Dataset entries
————

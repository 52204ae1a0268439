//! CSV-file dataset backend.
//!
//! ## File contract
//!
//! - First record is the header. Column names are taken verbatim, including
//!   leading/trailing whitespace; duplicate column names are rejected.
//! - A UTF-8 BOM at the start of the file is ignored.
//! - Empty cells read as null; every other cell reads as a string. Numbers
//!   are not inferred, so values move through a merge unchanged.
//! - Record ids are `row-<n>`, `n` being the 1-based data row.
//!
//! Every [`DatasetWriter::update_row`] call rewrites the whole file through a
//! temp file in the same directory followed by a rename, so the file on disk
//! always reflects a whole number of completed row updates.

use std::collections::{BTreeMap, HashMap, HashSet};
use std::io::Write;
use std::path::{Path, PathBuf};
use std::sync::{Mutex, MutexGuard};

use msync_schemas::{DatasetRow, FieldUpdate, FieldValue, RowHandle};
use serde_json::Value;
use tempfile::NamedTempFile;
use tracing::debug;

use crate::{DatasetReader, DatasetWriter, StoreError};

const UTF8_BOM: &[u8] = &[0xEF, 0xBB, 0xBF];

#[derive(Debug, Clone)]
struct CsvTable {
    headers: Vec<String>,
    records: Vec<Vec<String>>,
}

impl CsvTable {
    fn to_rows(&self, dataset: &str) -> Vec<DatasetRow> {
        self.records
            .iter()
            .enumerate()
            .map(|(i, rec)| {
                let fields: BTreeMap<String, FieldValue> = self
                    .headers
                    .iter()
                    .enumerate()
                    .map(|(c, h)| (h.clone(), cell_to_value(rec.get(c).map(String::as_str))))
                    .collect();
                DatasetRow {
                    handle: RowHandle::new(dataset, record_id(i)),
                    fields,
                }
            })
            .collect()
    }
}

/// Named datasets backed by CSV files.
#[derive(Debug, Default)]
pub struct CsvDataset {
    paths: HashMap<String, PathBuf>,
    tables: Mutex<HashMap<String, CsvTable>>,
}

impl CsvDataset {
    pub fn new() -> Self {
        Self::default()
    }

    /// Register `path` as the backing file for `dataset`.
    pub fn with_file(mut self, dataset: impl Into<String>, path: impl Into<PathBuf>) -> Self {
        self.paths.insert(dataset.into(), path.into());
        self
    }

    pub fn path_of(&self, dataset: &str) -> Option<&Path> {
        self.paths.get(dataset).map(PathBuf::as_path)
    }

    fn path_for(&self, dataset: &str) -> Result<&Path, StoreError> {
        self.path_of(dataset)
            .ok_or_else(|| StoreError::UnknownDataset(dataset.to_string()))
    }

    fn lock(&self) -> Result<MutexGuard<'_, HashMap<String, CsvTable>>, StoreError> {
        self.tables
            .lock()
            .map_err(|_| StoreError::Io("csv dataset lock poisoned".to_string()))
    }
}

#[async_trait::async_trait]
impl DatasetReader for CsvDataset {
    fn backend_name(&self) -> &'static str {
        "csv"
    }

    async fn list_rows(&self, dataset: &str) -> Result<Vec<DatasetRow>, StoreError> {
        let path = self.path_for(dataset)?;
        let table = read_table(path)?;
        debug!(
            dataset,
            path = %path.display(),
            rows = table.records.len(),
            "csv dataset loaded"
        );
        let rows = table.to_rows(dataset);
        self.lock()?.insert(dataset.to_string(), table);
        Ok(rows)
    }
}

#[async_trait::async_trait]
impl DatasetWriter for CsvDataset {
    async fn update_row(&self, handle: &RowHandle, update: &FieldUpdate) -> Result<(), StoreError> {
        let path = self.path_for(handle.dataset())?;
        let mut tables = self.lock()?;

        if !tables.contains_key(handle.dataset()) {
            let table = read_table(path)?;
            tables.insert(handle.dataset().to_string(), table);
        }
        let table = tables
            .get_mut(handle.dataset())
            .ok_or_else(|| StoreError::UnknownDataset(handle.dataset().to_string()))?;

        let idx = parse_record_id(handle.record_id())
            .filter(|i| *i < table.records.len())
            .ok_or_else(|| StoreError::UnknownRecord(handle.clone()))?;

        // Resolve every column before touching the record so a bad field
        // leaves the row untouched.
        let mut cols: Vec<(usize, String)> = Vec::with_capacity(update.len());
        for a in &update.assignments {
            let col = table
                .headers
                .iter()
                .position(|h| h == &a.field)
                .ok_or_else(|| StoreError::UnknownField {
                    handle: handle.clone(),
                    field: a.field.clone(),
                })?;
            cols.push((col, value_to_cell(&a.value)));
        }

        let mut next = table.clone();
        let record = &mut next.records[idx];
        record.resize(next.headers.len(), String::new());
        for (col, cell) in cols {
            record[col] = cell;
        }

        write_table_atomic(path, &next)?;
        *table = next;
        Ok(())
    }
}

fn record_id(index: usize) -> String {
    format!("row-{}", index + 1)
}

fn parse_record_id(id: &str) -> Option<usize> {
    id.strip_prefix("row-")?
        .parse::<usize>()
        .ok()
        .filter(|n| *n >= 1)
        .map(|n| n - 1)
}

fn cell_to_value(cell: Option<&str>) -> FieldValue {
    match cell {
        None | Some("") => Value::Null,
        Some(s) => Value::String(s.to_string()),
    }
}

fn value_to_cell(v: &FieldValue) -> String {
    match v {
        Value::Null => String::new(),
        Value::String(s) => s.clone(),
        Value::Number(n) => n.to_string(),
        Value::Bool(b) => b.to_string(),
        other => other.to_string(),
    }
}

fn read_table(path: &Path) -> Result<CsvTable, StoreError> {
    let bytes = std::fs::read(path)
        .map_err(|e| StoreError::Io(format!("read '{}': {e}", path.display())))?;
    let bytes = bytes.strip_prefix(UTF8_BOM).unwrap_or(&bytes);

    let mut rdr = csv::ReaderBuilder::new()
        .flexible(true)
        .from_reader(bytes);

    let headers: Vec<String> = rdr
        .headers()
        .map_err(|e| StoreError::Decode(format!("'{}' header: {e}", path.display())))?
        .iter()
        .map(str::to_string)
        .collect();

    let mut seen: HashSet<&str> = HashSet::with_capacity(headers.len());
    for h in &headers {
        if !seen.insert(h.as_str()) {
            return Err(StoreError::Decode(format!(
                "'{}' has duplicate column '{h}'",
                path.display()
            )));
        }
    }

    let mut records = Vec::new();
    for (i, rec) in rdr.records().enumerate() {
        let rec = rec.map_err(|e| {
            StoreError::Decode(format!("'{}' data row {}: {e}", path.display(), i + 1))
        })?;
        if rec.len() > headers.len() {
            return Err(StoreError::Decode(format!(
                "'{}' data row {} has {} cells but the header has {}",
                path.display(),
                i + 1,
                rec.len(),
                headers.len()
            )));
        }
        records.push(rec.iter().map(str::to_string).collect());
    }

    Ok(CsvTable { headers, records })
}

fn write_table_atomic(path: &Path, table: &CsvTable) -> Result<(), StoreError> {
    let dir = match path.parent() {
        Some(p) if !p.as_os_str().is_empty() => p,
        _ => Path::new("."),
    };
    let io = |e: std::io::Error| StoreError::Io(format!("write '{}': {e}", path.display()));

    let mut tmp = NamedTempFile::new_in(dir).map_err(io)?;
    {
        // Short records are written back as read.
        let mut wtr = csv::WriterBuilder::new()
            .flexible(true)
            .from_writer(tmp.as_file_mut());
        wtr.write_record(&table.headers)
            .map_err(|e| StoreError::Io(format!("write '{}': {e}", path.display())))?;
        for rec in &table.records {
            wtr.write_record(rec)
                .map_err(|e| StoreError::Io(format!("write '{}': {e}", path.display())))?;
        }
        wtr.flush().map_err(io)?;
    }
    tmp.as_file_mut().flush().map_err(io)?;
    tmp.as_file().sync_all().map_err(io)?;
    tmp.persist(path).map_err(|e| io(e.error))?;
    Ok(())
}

————

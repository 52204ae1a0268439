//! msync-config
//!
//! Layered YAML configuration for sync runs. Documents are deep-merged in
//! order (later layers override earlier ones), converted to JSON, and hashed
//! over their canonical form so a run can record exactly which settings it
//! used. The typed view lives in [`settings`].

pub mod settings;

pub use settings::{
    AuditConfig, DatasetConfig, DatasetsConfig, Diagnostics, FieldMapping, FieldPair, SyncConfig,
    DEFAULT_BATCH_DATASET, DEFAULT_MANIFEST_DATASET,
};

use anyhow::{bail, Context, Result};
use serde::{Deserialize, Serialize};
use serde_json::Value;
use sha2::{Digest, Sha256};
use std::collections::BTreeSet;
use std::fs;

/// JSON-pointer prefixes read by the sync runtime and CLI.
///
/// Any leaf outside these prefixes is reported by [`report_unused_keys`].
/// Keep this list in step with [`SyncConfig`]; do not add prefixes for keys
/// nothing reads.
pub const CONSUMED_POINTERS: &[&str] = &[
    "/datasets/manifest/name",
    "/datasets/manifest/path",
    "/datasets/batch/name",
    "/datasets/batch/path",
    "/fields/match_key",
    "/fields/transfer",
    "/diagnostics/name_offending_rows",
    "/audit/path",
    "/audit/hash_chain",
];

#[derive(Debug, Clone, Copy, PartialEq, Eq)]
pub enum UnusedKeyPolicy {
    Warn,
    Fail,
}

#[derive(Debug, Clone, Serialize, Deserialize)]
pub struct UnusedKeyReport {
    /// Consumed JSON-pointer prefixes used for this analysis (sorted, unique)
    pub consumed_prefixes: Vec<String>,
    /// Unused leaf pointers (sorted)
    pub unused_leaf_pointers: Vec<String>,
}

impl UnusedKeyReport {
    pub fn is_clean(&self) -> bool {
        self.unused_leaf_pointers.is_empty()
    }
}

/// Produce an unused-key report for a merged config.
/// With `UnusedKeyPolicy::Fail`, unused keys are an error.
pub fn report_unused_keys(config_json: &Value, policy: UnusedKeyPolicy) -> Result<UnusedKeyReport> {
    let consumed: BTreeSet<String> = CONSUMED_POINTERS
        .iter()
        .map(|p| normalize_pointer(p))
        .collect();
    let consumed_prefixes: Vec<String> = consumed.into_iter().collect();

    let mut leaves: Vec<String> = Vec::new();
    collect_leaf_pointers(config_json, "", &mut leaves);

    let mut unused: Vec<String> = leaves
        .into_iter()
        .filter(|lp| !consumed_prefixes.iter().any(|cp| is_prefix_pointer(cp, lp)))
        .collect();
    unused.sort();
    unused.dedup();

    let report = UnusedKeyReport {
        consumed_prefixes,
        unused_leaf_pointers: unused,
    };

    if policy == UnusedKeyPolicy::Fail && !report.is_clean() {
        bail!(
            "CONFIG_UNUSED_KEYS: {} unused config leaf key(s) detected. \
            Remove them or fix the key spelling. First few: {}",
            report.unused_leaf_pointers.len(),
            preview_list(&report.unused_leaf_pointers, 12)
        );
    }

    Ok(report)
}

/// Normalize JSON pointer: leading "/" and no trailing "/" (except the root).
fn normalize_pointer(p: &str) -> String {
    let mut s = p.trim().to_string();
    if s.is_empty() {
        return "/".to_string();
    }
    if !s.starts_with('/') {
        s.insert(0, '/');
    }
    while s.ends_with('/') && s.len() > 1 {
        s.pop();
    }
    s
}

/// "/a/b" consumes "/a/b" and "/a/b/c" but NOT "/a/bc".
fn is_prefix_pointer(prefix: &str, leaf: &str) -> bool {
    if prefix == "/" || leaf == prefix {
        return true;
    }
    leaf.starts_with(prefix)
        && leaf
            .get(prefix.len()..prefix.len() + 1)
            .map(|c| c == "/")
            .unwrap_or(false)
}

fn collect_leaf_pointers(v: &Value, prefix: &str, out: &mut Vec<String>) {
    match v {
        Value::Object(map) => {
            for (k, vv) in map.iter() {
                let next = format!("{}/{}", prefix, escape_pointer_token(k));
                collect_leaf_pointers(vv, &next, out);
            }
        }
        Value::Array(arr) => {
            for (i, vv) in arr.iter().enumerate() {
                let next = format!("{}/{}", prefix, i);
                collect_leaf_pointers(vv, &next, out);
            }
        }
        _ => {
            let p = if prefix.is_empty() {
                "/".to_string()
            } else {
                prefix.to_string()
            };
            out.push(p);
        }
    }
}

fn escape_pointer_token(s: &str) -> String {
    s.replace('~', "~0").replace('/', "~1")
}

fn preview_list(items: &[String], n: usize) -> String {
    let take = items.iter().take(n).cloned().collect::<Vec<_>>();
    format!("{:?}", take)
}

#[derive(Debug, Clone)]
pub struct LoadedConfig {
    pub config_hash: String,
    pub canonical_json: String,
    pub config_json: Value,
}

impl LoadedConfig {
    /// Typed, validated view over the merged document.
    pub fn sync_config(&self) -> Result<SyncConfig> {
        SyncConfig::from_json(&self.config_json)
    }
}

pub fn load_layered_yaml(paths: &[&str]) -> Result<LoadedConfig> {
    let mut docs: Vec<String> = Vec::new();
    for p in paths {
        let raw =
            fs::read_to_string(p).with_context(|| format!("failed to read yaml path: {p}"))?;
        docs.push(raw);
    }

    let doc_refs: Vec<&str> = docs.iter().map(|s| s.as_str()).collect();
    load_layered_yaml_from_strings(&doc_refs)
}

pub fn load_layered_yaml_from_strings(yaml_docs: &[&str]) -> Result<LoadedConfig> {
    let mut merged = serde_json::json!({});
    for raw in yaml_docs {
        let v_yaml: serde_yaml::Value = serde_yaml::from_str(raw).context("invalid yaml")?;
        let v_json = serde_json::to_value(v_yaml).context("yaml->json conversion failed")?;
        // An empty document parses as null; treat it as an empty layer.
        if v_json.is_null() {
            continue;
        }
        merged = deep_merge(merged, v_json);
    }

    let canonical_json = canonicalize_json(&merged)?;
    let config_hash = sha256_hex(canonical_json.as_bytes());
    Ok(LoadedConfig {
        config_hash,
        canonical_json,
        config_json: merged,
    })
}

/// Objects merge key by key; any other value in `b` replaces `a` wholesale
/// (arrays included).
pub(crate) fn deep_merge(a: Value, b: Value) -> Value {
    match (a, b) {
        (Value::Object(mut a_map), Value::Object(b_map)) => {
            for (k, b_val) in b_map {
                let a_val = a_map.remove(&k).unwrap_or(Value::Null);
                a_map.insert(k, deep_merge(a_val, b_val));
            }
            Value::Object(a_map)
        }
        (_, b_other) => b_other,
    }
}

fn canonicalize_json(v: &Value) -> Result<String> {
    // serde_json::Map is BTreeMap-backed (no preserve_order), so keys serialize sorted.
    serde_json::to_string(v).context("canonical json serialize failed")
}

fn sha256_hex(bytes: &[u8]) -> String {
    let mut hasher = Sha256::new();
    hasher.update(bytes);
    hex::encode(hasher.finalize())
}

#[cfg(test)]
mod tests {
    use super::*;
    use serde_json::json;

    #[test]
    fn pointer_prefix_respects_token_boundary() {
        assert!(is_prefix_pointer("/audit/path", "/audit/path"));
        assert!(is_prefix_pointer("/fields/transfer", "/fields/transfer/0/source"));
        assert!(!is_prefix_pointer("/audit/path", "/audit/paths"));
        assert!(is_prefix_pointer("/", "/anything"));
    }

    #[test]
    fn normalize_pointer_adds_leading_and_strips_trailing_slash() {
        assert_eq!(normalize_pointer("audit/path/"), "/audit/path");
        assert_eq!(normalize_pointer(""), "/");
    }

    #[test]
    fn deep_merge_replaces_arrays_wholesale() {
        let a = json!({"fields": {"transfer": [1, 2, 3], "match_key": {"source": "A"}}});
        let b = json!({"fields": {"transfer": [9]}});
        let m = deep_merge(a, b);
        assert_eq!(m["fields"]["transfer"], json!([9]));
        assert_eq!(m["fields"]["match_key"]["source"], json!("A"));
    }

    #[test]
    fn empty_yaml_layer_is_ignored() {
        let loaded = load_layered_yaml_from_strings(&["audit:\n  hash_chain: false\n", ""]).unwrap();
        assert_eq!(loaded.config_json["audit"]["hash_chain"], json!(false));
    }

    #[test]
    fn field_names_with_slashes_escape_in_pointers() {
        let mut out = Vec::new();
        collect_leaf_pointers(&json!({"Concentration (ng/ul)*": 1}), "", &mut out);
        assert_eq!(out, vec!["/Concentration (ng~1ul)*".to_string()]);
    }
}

————

## Work required
With "struct" as the word to match, copy each line of the records that has it.

## Response
struct CsvTable {
pub struct CsvDataset {
pub struct UnusedKeyReport {
pub struct LoadedConfig {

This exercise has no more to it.